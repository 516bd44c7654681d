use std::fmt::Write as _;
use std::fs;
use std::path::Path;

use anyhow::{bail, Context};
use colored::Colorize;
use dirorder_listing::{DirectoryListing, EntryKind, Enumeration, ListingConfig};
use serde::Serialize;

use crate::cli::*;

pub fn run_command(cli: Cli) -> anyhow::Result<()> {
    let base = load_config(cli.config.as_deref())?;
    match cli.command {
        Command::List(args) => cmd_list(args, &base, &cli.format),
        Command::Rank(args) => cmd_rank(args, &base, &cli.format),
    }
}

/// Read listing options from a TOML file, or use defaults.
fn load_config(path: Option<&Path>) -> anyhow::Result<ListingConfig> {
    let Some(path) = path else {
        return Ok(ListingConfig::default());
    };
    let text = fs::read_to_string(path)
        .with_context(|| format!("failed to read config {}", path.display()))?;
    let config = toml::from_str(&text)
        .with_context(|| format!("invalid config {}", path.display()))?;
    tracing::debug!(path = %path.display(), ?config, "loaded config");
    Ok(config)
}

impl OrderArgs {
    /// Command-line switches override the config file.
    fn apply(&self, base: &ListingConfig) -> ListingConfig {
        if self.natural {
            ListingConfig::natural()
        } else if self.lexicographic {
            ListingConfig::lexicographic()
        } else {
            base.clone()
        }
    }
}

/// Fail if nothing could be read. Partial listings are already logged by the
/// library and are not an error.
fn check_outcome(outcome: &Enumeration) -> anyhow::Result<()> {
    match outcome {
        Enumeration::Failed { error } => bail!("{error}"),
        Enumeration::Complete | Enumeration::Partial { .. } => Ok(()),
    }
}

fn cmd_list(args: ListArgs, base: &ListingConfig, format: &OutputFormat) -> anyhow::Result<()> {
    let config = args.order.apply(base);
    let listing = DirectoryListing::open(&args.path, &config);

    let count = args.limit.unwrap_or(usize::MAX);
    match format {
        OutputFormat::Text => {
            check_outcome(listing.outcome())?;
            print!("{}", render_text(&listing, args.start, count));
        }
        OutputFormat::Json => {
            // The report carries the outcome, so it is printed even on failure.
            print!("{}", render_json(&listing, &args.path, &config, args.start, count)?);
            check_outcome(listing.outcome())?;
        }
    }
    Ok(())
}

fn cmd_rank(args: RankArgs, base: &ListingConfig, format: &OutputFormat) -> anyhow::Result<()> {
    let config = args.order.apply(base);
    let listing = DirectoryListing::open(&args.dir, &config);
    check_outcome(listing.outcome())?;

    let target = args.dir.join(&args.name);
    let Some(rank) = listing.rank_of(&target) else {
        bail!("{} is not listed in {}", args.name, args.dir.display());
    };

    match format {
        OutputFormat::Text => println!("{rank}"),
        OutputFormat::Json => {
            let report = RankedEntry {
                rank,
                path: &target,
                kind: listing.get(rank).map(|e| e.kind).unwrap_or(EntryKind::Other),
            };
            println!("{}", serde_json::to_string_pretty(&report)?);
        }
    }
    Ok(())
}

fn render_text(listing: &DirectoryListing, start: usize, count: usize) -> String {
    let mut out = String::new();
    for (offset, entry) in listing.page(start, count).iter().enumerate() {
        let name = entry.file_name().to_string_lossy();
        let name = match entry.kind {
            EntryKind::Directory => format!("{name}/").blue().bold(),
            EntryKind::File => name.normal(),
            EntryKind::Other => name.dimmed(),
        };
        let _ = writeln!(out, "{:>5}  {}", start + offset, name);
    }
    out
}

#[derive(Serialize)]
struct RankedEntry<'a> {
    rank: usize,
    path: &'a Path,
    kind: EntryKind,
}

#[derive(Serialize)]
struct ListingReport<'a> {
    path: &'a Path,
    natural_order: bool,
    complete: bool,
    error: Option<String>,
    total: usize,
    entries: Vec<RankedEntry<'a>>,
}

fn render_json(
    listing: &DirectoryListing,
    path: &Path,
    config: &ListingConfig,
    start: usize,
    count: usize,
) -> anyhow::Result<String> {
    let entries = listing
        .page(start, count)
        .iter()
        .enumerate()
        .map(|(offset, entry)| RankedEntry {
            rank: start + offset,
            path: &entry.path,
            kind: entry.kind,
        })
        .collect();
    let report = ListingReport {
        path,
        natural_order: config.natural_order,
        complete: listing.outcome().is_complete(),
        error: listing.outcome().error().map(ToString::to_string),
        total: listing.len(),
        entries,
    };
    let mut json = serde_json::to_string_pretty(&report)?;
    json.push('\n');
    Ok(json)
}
· · ·
- **PROMPT**
Exact copies are needed of the line with "for (offset, entry)" and each line after it through the end of the material above.

- **RESPONSE TO THE TASK**
    for (offset, entry) in listing.page(start, count).iter().enumerate() {
        let name = entry.file_name().to_string_lossy();
        let name = match entry.kind {
            EntryKind::Directory => format!("{name}/").blue().bold(),
            EntryKind::File => name.normal(),
            EntryKind::Other => name.dimmed(),
        };
        let _ = writeln!(out, "{:>5}  {}", start + offset, name);
    }
    out
}

#[derive(Serialize)]
struct RankedEntry<'a> {
    rank: usize,
    path: &'a Path,
    kind: EntryKind,
}

#[derive(Serialize)]
struct ListingReport<'a> {
    path: &'a Path,
    natural_order: bool,
    complete: bool,
    error: Option<String>,
    total: usize,
    entries: Vec<RankedEntry<'a>>,
}

fn render_json(
    listing: &DirectoryListing,
    path: &Path,
    config: &ListingConfig,
    start: usize,
    count: usize,
) -> anyhow::Result<String> {
    let entries = listing
        .page(start, count)
        .iter()
        .enumerate()
        .map(|(offset, entry)| RankedEntry {
            rank: start + offset,
            path: &entry.path,
            kind: entry.kind,
        })
        .collect();
    let report = ListingReport {
        path,
        natural_order: config.natural_order,
        complete: listing.outcome().is_complete(),
        error: listing.outcome().error().map(ToString::to_string),
        total: listing.len(),
        entries,
    };
    let mut json = serde_json::to_string_pretty(&report)?;
    json.push('\n');
    Ok(json)
}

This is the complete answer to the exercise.